● Aim of the exercise
Return each line of the data below that contains the string "rejected".

[Collected data]
▼
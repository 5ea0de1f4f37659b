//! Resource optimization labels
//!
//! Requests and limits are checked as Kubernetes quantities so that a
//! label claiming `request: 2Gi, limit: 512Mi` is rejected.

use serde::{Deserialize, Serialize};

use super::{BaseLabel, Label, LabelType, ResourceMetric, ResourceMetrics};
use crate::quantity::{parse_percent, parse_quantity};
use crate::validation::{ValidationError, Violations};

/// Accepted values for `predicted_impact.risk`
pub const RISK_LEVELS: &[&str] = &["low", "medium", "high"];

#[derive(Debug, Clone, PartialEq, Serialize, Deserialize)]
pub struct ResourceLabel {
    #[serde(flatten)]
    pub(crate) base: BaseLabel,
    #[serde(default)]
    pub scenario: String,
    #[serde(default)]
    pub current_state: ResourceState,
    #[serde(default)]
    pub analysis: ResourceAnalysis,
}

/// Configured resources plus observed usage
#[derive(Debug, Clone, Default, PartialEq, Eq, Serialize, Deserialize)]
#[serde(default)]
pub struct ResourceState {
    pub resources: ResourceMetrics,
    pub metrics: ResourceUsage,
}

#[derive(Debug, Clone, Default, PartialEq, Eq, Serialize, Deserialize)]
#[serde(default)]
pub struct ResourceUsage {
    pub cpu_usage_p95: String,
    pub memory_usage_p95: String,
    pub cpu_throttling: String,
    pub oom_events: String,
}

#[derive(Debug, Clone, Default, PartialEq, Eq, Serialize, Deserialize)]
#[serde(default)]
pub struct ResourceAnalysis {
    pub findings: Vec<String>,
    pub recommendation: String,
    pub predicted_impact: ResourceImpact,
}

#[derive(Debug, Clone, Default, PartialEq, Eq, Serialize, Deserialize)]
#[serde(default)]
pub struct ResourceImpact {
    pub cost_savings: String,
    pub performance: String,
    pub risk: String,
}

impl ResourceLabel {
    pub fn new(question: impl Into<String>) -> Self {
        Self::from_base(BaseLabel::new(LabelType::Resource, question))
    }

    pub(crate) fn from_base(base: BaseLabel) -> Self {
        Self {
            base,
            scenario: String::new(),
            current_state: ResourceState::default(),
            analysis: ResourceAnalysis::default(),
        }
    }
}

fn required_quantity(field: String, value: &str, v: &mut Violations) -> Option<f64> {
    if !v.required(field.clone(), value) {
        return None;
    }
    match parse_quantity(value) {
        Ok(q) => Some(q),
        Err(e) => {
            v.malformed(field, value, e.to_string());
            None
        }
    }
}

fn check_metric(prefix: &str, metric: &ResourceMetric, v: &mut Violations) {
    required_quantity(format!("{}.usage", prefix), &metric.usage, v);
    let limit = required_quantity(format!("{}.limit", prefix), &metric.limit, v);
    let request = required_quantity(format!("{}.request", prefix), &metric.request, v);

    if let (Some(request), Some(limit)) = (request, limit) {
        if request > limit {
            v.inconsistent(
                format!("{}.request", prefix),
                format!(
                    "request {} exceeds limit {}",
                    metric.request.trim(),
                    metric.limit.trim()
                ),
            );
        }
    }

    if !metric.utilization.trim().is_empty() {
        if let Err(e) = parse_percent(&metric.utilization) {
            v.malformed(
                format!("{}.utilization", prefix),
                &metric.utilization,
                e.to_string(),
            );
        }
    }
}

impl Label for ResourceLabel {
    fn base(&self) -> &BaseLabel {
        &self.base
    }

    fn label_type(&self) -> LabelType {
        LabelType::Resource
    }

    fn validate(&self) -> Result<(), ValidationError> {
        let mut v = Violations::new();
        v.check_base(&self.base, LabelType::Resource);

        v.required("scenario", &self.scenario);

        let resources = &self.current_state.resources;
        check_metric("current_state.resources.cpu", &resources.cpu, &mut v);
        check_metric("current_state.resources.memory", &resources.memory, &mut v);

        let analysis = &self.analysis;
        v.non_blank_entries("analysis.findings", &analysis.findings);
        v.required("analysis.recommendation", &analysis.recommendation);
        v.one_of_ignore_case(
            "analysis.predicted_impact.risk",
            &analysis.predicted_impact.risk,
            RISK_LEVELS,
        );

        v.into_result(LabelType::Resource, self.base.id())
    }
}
▲
▼
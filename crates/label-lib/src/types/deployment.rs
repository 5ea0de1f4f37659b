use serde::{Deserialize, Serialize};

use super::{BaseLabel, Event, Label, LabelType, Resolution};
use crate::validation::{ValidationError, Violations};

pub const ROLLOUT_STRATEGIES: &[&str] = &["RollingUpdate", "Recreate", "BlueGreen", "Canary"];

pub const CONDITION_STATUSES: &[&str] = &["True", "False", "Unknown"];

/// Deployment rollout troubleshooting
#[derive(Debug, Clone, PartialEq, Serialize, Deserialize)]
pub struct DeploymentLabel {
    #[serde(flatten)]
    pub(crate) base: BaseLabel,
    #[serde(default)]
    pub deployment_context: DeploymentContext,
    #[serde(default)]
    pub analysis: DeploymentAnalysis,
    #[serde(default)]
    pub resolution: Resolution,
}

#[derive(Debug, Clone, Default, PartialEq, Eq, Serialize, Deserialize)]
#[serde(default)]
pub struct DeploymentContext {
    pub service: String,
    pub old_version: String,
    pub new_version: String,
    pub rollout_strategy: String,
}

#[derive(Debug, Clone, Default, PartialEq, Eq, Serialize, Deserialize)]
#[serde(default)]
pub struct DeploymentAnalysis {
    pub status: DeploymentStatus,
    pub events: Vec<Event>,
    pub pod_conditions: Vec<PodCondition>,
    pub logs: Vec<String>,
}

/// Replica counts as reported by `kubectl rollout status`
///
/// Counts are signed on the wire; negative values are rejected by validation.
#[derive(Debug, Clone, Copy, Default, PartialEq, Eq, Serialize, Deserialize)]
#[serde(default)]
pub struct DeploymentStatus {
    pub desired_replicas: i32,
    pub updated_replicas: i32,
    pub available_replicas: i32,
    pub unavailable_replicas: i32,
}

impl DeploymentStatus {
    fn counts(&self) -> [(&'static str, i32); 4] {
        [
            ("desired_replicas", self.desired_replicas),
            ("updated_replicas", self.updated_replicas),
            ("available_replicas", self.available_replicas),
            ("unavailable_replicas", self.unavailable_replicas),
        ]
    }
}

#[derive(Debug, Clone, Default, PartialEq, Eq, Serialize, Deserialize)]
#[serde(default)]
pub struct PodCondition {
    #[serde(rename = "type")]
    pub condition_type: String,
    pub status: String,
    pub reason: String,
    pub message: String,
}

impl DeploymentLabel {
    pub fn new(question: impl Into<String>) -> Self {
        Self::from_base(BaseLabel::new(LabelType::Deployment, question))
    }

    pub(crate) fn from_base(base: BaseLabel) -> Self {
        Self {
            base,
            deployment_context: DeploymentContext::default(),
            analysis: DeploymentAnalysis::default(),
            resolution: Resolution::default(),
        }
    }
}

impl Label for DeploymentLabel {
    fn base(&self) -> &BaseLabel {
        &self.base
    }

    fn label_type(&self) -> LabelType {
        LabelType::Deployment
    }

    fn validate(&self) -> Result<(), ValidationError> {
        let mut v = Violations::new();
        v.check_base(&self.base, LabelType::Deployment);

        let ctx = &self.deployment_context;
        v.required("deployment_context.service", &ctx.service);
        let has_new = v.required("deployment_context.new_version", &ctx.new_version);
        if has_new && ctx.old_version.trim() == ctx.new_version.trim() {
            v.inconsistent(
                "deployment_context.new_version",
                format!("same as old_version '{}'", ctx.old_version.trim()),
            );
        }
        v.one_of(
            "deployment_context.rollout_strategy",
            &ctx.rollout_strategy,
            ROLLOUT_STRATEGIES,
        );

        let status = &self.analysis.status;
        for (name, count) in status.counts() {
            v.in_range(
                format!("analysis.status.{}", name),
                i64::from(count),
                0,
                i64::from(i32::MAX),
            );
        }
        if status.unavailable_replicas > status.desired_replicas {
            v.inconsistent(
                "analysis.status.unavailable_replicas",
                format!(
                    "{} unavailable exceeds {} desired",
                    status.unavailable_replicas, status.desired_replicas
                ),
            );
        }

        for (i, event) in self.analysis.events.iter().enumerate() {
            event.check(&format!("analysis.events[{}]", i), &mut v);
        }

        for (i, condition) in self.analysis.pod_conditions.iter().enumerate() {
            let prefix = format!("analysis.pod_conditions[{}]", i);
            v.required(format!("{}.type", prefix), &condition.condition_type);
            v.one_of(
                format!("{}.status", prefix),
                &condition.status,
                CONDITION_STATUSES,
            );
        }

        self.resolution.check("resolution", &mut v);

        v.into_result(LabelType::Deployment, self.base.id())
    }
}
▲
● Exercise solution
//! label claiming `request: 2Gi, limit: 512Mi` is rejected.
/// Counts are signed on the wire; negative values are rejected by validation.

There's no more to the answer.